Ione and I knew each other for 10 years before we went on a date.
In 1996, I was making an album in LA and didn’t know what was meant to happen next. I just knew I couldn’t go home.
My friend Ian Rogers, who was dating her best friend, invited to me to Ione’s house for a Christmas party in Laurel Canyon where I met her family. Bob Dylan’s Isis was playing, there were mushrooms. At one specific moment – I remember thinking “I want my life to be like this”. But there was no way I could have known that 10 years later we’d end up together.
I was 18, she 26. The age difference was more pronounced back then, but we’d bump into each other at clubs and parties, sharing a vibe and admiration.
When we reconnected in LA after Claire [Danes] and I broke up, I’d put out Awake is the New Sleep, which was doing well. We were both in new chapters.
I watched Ione parenting Kate and loved what a sweet, artistic and compassionate mum she was. Just the way she flowed through life with spontaneity, wit and tenderness. And, of course, so beautiful.
After living on a tour bus for three years, LA had kinda grown on me.
We were both just playing the field, experimenting and reassessing really, but subconsciously looking for serious partners, maybe? There was a lot more experimentation to go. I had a few cults to join and quit, businesses to start, all kinds of things to succeed and fail at. She too. At the time I was also devoted to an Indian guru and had to wade through all that fanaticism.
At the Marie Antoinette premiere, she was flirting with my friend Jason Schwartzman, but we ended up talking all night. Weirdly, I was driving up Fairfax Avenue the next day and thought I saw her brother Dono. At that very moment he called – wasn’t on Fairfax, but he said Ione said hi.
I texted her an invite to the John Lennon and Yoko Ono doco. Our first date was watching two eccentric artists figuring out how to create a life together that didn’t become static. It became the blueprint.
There was a moment when she looked at me and said “I have high hopes for us”, right when we started seeing each other. It was so perfectly stated, poetic and elegantly phrased. I was helpless to do anything except agree.
I don’t like pressure. I’ve always been someone who likes to take the time and space to figure out my own feelings. Maybe I wanted to be the hunter, so in the beginning I found her a bit intense. She definitely saw the potential in our connection, while I needed a minute.
Once she gave me some room, I realised I was falling in love.
I kissed her in the stairs of the ArcLight cinema after the movie. And this radio DJ I know named Gary Calamar walked past. Auspicious!

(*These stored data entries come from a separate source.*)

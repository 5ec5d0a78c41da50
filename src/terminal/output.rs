//! Terminal output utilities.
//!
//! Box drawing, slider rendering, ANSI helpers.

use crossterm::terminal::disable_raw_mode;
use std::io::{self, Write};

// ============================================================================
// ANSI Color/Style Constants
// ============================================================================

pub const RESET: &str = "\x1b[0m";
pub const BOLD: &str = "\x1b[1m";
pub const DIM: &str = "\x1b[2m";
pub const RED: &str = "\x1b[38;5;9m";
pub const GREEN: &str = "\x1b[38;5;10m";

// ============================================================================
// Terminal Control
// ============================================================================

/// Clear screen and move cursor to top-left.
pub fn clear() {
    print!("\x1b[2J\x1b[3J\x1b[H");
    flush();
}

/// Flush stdout.
pub fn flush() {
    let _ = io::stdout().flush();
}

/// Reset terminal to sane state (fixes staggered text issues).
pub fn reset_terminal() {
    let _ = disable_raw_mode();
    print!("\x1b[0m\x1b[?25h");
    flush();
}

pub fn hide_cursor() {
    print!("\x1b[?25l");
    flush();
}

// ============================================================================
// Box Drawing (60 char width)
// ============================================================================

pub const BOX_WIDTH: usize = 60;

/// Print box top with optional title: ┌─ Title ───────────────────────────┐
pub fn box_top(title: &str) {
    if title.is_empty() {
        println!("┌{}┐", "─".repeat(BOX_WIDTH - 2));
    } else {
        let title_part = format!("─ {} ", title);
        let remaining = BOX_WIDTH.saturating_sub(2 + title_part.chars().count());
        println!("┌{}{}┐", title_part, "─".repeat(remaining));
    }
}

/// Print box content line: │ content                                        │
pub fn box_line(content: &str) {
    let inner_width = BOX_WIDTH - 4;
    let padding = inner_width.saturating_sub(console_width(content));
    println!("│ {}{} │", content, " ".repeat(padding));
}

/// Print centered box content line: │          content          │
pub fn box_line_center(content: &str) {
    let inner_width = BOX_WIDTH - 4;
    let total_padding = inner_width.saturating_sub(console_width(content));
    let left_pad = total_padding / 2;
    let right_pad = total_padding - left_pad;
    println!(
        "│ {}{}{} │",
        " ".repeat(left_pad),
        content,
        " ".repeat(right_pad)
    );
}

/// Print a horizontal rule (box style).
pub fn print_rule() {
    println!("├{}┤", "─".repeat(BOX_WIDTH - 2));
}

/// Print box bottom: └───────────────────────────────────────────────────────┘
pub fn box_bottom() {
    println!("└{}┘", "─".repeat(BOX_WIDTH - 2));
}

/// Print a help option with flag and description, auto-wrapping if needed.
pub fn box_opt(flag: &str, desc: &str) {
    let inner_width = BOX_WIDTH - 4;
    let flag_col = 24;
    let desc_col = inner_width - flag_col;

    let flag_padded = format!("{:<width$}", flag, width = flag_col);

    let mut lines: Vec<String> = Vec::new();
    let mut current_line = String::new();
    for word in desc.split_whitespace() {
        if current_line.is_empty() {
            current_line = word.to_string();
        } else if current_line.len() + 1 + word.len() <= desc_col {
            current_line.push(' ');
            current_line.push_str(word);
        } else {
            lines.push(std::mem::take(&mut current_line));
            current_line = word.to_string();
        }
    }
    if !current_line.is_empty() {
        lines.push(current_line);
    }

    let first = lines.first().map(String::as_str).unwrap_or("");
    println!(
        "│ {}{}{} │",
        flag_padded,
        first,
        " ".repeat(desc_col.saturating_sub(first.len()))
    );

    let indent = " ".repeat(flag_col);
    for line in lines.iter().skip(1) {
        let padding = desc_col.saturating_sub(line.len());
        println!("│ {}{}{} │", indent, line, " ".repeat(padding));
    }
}

/// Calculate display width accounting for ANSI escape codes.
pub fn console_width(s: &str) -> usize {
    let mut width = 0;
    let mut in_escape = false;
    for c in s.chars() {
        if c == '\x1b' {
            in_escape = true;
        } else if in_escape {
            if c == 'm' {
                in_escape = false;
            }
        } else {
            width += 1;
        }
    }
    width
}

// ============================================================================
// Widgets
// ============================================================================

/// Horizontal slider track with a knob at `value`: ━━━━━●──────
pub fn slider(value: usize, min: usize, max: usize, width: usize) -> String {
    if width == 0 {
        return String::new();
    }
    let span = max.saturating_sub(min).max(1);
    let clamped = value.clamp(min, max) - min;
    let knob = clamped * (width - 1) / span;

    let mut track = String::with_capacity(width * 3);
    for i in 0..width {
        track.push(match i.cmp(&knob) {
            std::cmp::Ordering::Less => '━',
            std::cmp::Ordering::Equal => '●',
            std::cmp::Ordering::Greater => '─',
        });
    }
    track
}

/// Checkbox marker: `[x]` or `[ ]`.
pub fn checkbox(checked: bool) -> &'static str {
    if checked { "[x]" } else { "[ ]" }
}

We met again at the same house we’d met in 10 years before, so I felt 18 and insecure again. Like a boy. Nervous muscle memory?
She had picked up some veggie burgers from a drive-through and just gobbled the whole thing up – not at all self-conscious. I felt very attracted to her.
Things didn’t move fast enough for (the self-confessed “aggressor”) Ione. She would have gotten engaged sooner, but I needed to come to that on my own. We always liked each other. That has carried us through everything.
There was a moment in India, when we got caught in a monsoon while riding in a tuk-tuk and a street sign collapsed in the middle of the road. The driver and I had to get out and move it. I turned around and Ione was sitting in the tuk-tuk laughing hysterically at the whole situation. And I just realised at that moment … I want to laugh through life with this person.
Once we were in, we were in.
Just by virtue of being older, I wanted a relationship with appropriate levity and play. To let go of the type of dramas that tend to plague relationships in your 20s. To consciously choose each other. I guess a greater simplicity.
Because we had known each for a decade, we got to skip the whole part where you secretly wonder if they’re crazy. We already knew we were.
It felt like a choice, but with providence. Move courageously and the world supports you. That sort of thing. We connect. Genuinely. We talk. A LOT. There really is no magic recipe other than the genuine desire to keep it going. I think partnerships can make it through almost anything as long as both people really want it to.
Working together has helped our marriage deepen. I include parenting in that too – it is the ultimate creative collaboration.
Together, we make a pretty decent team.